Facebook and Twitter have decided to suppress the spread of this particular story. But conservative outlets are covering it, Republican politicians are expressing outrage. Donald Trump has yet to weigh in as of this conversation, but it will come. [Trump has by now tweeted extensively about the issue and devoted a good deal of his Wednesday night rally to it.] And so it’s hard to imagine the likes of the Times or the Washington Post ignoring the story, or the meta-controversy around it, indefinitely. So what’s the right way to approach that? And to make everything about myself: Am I amplifying it by publishing this conversation?
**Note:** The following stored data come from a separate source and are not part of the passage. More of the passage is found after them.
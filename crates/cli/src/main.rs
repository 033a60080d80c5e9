//! DCPT prefetcher CLI.
//!
//! This binary replays memory access traces through the prefetcher. It performs:
//! 1. **Replay:** Load a `pc addr` trace, run it through the prefetcher and a model cache, print statistics.
//! 2. **Config:** Print the effective configuration as JSON, as a starting point for a config file.

use std::path::{Path, PathBuf};
use std::process;

use clap::{Parser, Subcommand};
use tracing::{error, info};
use tracing_subscriber::EnvFilter;

use dcpt_core::config::Config;
use dcpt_core::sim::{Replayer, trace};

#[derive(Parser, Debug)]
#[command(
    name = "dcpt",
    author,
    version,
    about = "Delta-correlating prefetcher trace replay",
    long_about = "Replay a memory access trace through the DCPT prefetcher and a model cache.\n\nTrace lines are `<pc> <addr>` in decimal or 0x-hex; `#` starts a comment.\n\nExamples:\n  dcpt replay traces/stream.trace\n  dcpt replay traces/stream.trace --config dcpt.json --json\n  dcpt config > dcpt.json"
)]
struct Cli {
    #[command(subcommand)]
    command: Commands,
}

#[derive(Subcommand, Debug)]
enum Commands {
    /// Replay a trace and print prefetcher statistics.
    Replay {
        /// Trace file to replay.
        trace: PathBuf,

        /// JSON configuration file (defaults are used for omitted fields).
        #[arg(short, long)]
        config: Option<PathBuf>,

        /// Print the report as JSON instead of text.
        #[arg(long)]
        json: bool,
    },

    /// Print the effective configuration as JSON.
    Config {
        /// JSON configuration file to merge over the defaults.
        #[arg(short, long)]
        config: Option<PathBuf>,
    },
}

fn main() {
    tracing_subscriber::fmt()
        .with_env_filter(
            EnvFilter::try_from_default_env().unwrap_or_else(|_| EnvFilter::new("warn")),
        )
        .with_writer(std::io::stderr)
        .init();

    let cli = Cli::parse();
    let result = match cli.command {
        Commands::Replay {
            trace,
            config,
            json,
        } => cmd_replay(&trace, config.as_deref(), json),
        Commands::Config { config } => cmd_config(config.as_deref()),
    };

    if let Err(e) = result {
        error!("{e}");
        eprintln!("[!] {e}");
        process::exit(1);
    }
}

/// Loads the configuration file if one was given, else the defaults.
fn load_config(path: Option<&Path>) -> Result<Config, Box<dyn std::error::Error>> {
    Ok(match path {
        Some(path) => Config::from_file(path)?,
        None => Config::default(),
    })
}

/// Replays `trace_path` and prints the report.
fn cmd_replay(
    trace_path: &Path,
    config_path: Option<&Path>,
    json: bool,
) -> Result<(), Box<dyn std::error::Error>> {
    let config = load_config(config_path)?;
    let events = trace::load(trace_path)?;
    info!(events = events.len(), path = %trace_path.display(), "trace loaded");

    let mut replayer = Replayer::try_new(&config)?;
    let report = replayer.run(events);

    if json {
        println!("{}", serde_json::to_string_pretty(&report)?);
    } else {
        report.print();
    }
    Ok(())
}

/// Prints the effective configuration.
fn cmd_config(config_path: Option<&Path>) -> Result<(), Box<dyn std::error::Error>> {
    let config = load_config(config_path)?;
    println!("{}", serde_json::to_string_pretty(&config)?);
    Ok(())
}
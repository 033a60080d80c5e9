//! Prefetch admission filter and in-flight tracking.
//!
//! Correlation happily proposes the same block many times, and many of its
//! proposals are already on their way. The filter drops a candidate when it:
//! 1. **Is in flight:** It was admitted recently and is still in the in-flight queue.
//! 2. **Is pending:** The host already has a demand miss outstanding for it.
//! 3. **Is cached:** The host already holds the block.
//!
//! Admitted candidates enter the in-flight queue, which forgets its oldest
//! address once full. The queue is never told when a prefetch resolves; it
//! only approximates what is outstanding.

use tracing::trace;

use super::fifo::BoundedFifo;
use super::traits::CacheProbe;
use crate::common::Addr;

/// Why a candidate was or was not admitted.
#[derive(Clone, Copy, Debug, PartialEq, Eq, Hash)]
pub enum Verdict {
    /// Passed every check.
    Admitted,
    /// Already in the in-flight queue.
    InFlight,
    /// Already an outstanding demand miss.
    PendingMiss,
    /// Already resident in the cache.
    Cached,
}

/// Bounded FIFO of recently admitted prefetch addresses.
#[derive(Clone, Debug, PartialEq, Eq)]
pub struct InFlightTracker {
    queue: BoundedFifo<Addr>,
}

impl InFlightTracker {
    /// Creates an empty tracker remembering up to `capacity` addresses.
    pub fn new(capacity: usize) -> Self {
        Self {
            queue: BoundedFifo::new(capacity),
        }
    }

    /// Whether `addr` is still tracked.
    #[inline]
    pub fn contains(&self, addr: Addr) -> bool {
        self.queue.contains(&addr)
    }

    /// Tracks `addr`, returning the address forgotten to make room.
    pub fn insert(&mut self, addr: Addr) -> Option<Addr> {
        self.queue.push(addr)
    }

    /// Tracked addresses, oldest first.
    pub fn iter(&self) -> impl Iterator<Item = Addr> + '_ {
        self.queue.iter().copied()
    }

    /// Number of tracked addresses.
    #[inline]
    pub fn len(&self) -> usize {
        self.queue.len()
    }

    /// Whether nothing is tracked.
    #[inline]
    pub fn is_empty(&self) -> bool {
        self.queue.is_empty()
    }

    /// Maximum number of tracked addresses.
    #[inline]
    pub fn capacity(&self) -> usize {
        self.queue.capacity()
    }

    /// Forgets every tracked address.
    pub fn clear(&mut self) {
        self.queue.clear();
    }
}

/// Result of filtering one batch of candidates.
#[derive(Clone, Debug, Default, PartialEq, Eq)]
pub struct Admission {
    /// Admitted addresses, in candidate order.
    pub admitted: Vec<Addr>,
    /// Candidates dropped because they were already in flight.
    pub in_flight: u64,
    /// Candidates dropped because of an outstanding demand miss.
    pub pending: u64,
    /// Candidates dropped because they were already cached.
    pub cached: u64,
}

impl Admission {
    /// Total number of dropped candidates.
    pub fn rejected(&self) -> u64 {
        self.in_flight + self.pending + self.cached
    }

    fn note(&mut self, verdict: Verdict) {
        match verdict {
            Verdict::Admitted => {}
            Verdict::InFlight => self.in_flight += 1,
            Verdict::PendingMiss => self.pending += 1,
            Verdict::Cached => self.cached += 1,
        }
    }
}

/// Admission filter owning the in-flight queue.
#[derive(Clone, Debug, PartialEq, Eq)]
pub struct AdmissionFilter {
    in_flight: InFlightTracker,
}

impl AdmissionFilter {
    /// Creates a filter with an in-flight queue of `capacity` addresses.
    pub fn new(capacity: usize) -> Self {
        Self {
            in_flight: InFlightTracker::new(capacity),
        }
    }

    /// The in-flight queue.
    #[inline]
    pub fn in_flight(&self) -> &InFlightTracker {
        &self.in_flight
    }

    /// Classifies one candidate without recording anything.
    ///
    /// Checks run in order: in flight, pending miss, cached.
    pub fn check<P: CacheProbe + ?Sized>(&self, addr: Addr, probe: &P) -> Verdict {
        if self.in_flight.contains(addr) {
            Verdict::InFlight
        } else if probe.is_pending_miss(addr) {
            Verdict::PendingMiss
        } else if probe.is_cached(addr) {
            Verdict::Cached
        } else {
            Verdict::Admitted
        }
    }

    /// Filters a candidate sequence.
    ///
    /// Each admitted address is tracked as in flight before the next
    /// candidate is checked, so a candidate repeated within one batch is
    /// admitted at most once. The last admitted address is written to
    /// `last_prefetch`.
    ///
    /// # Arguments
    ///
    /// * `last_prefetch` - The owning entry's last prefetched address.
    /// * `candidates` - Candidate addresses, in projection order.
    /// * `probe` - Host cache and miss-queue state.
    ///
    /// # Returns
    ///
    /// The admitted addresses and the rejection counts.
    pub fn admit<I, P>(&mut self, last_prefetch: &mut Addr, candidates: I, probe: &P) -> Admission
    where
        I: IntoIterator<Item = Addr>,
        P: CacheProbe + ?Sized,
    {
        let mut admission = Admission::default();
        for addr in candidates {
            let verdict = self.check(addr, probe);
            admission.note(verdict);
            if verdict != Verdict::Admitted {
                trace!(addr, ?verdict, "prefetch candidate dropped");
                continue;
            }

            if let Some(forgotten) = self.in_flight.insert(addr) {
                trace!(addr = forgotten, "in-flight address forgotten");
            }
            *last_prefetch = addr;
            admission.admitted.push(addr);
        }
        admission
    }

    /// Forgets every in-flight address.
    pub fn clear(&mut self) {
        self.in_flight.clear();
    }
}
The typical answer to your question is, just because someone else publishes it, that’s not a reason for us to call it news. Just because something has become part of the news cycle, because other news organizations have made judgments we wouldn’t make, that doesn’t mean that we are off the hook for our own judgments. That’s the principled position that a lot of news organizations, at least traditional ones, would start out with in a situation like this. But it’s rarely sustained if the media ecosystem amplifies a piece of information, authentic or not, to a point where it starts to have effects on the political speech of candidates, on the strategies of campaigns—not just on the news cycle, but now in the material world.
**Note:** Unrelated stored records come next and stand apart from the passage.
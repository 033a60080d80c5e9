//! Bounded First-In, First-Out collection.
//!
//! A fixed-capacity sequence that evicts its oldest element when a new one is
//! pushed at capacity. The delta history of each prediction entry, the
//! insertion order of the prediction table, and the in-flight prefetch queue
//! are all built on it.
//!
//! # Performance
//!
//! - **Time Complexity:**
//!   - `push()`: O(1)
//!   - `contains()`: O(N)
//! - **Space Complexity:** O(N) where N is the capacity
//! - **Hardware Cost:** Minimal - a circular buffer with head and tail pointers

use std::collections::VecDeque;
use std::collections::vec_deque;

/// Fixed-capacity FIFO with oldest-first eviction.
#[derive(Clone, Debug, PartialEq, Eq)]
pub struct BoundedFifo<T> {
    items: VecDeque<T>,
    capacity: usize,
}

impl<T> BoundedFifo<T> {
    /// Creates an empty FIFO.
    ///
    /// # Arguments
    ///
    /// * `capacity` - Maximum number of elements held. A capacity of zero is
    ///   raised to one so that a push always stores its element. Storage
    ///   grows on demand up to the capacity.
    pub fn new(capacity: usize) -> Self {
        Self {
            items: VecDeque::new(),
            capacity: capacity.max(1),
        }
    }

    /// Appends an element, evicting the oldest one first if full.
    ///
    /// # Arguments
    ///
    /// * `item` - The element to append as the newest.
    ///
    /// # Returns
    ///
    /// The evicted element, or `None` if there was room.
    pub fn push(&mut self, item: T) -> Option<T> {
        let evicted = if self.is_full() {
            self.items.pop_front()
        } else {
            None
        };
        self.items.push_back(item);
        evicted
    }

    /// Appends an element, handing any evicted element to `on_evict` before
    /// the new element is stored.
    pub fn push_with<F>(&mut self, item: T, on_evict: F)
    where
        F: FnOnce(T),
    {
        if self.is_full() {
            if let Some(oldest) = self.items.pop_front() {
                on_evict(oldest);
            }
        }
        self.items.push_back(item);
    }

    /// Removes and returns the oldest element.
    pub fn pop_oldest(&mut self) -> Option<T> {
        self.items.pop_front()
    }

    /// Returns the oldest element.
    #[inline]
    pub fn oldest(&self) -> Option<&T> {
        self.items.front()
    }

    /// Returns the newest element.
    #[inline]
    pub fn newest(&self) -> Option<&T> {
        self.items.back()
    }

    /// Returns the element `age` places before the newest (0 is the newest).
    #[inline]
    pub fn nth_newest(&self, age: usize) -> Option<&T> {
        self.items.len().checked_sub(age + 1).and_then(|i| self.items.get(i))
    }

    /// Returns the element at position `index`, counting from the oldest.
    #[inline]
    pub fn get(&self, index: usize) -> Option<&T> {
        self.items.get(index)
    }

    /// Number of stored elements.
    #[inline]
    pub fn len(&self) -> usize {
        self.items.len()
    }

    /// Whether no elements are stored.
    #[inline]
    pub fn is_empty(&self) -> bool {
        self.items.is_empty()
    }

    /// Whether the next push will evict.
    #[inline]
    pub fn is_full(&self) -> bool {
        self.items.len() >= self.capacity
    }

    /// Maximum number of stored elements.
    #[inline]
    pub fn capacity(&self) -> usize {
        self.capacity
    }

    /// Iterates from the oldest to the newest element.
    pub fn iter(&self) -> vec_deque::Iter<'_, T> {
        self.items.iter()
    }

    /// Removes every element.
    pub fn clear(&mut self) {
        self.items.clear();
    }
}

impl<T: PartialEq> BoundedFifo<T> {
    /// Linear membership test.
    pub fn contains(&self, item: &T) -> bool {
        self.items.contains(item)
    }
}

impl<'a, T> IntoIterator for &'a BoundedFifo<T> {
    type Item = &'a T;
    type IntoIter = vec_deque::Iter<'a, T>;

    fn into_iter(self) -> Self::IntoIter {
        self.iter()
    }
}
It’s sort of, the point at which a story that you think is not newsworthy generates consequences in the world that are themselves newsworthy, which you can’t cover without reference to the underlying not-newsworthy news.
Right. That is it. And I guess what I’m saying is, that’s structural. There is no way to prevent that from happening in this news ecosystem. Unless the information that catalyzes such a cycle is of genuinely no interest.
[By Wednesday evening, major mainstream outlets including the The New York Times and Washington Post had covered the story. The Times focused on the social media platforms’ response, while the Post led with the role of Giuliani and Bannon.]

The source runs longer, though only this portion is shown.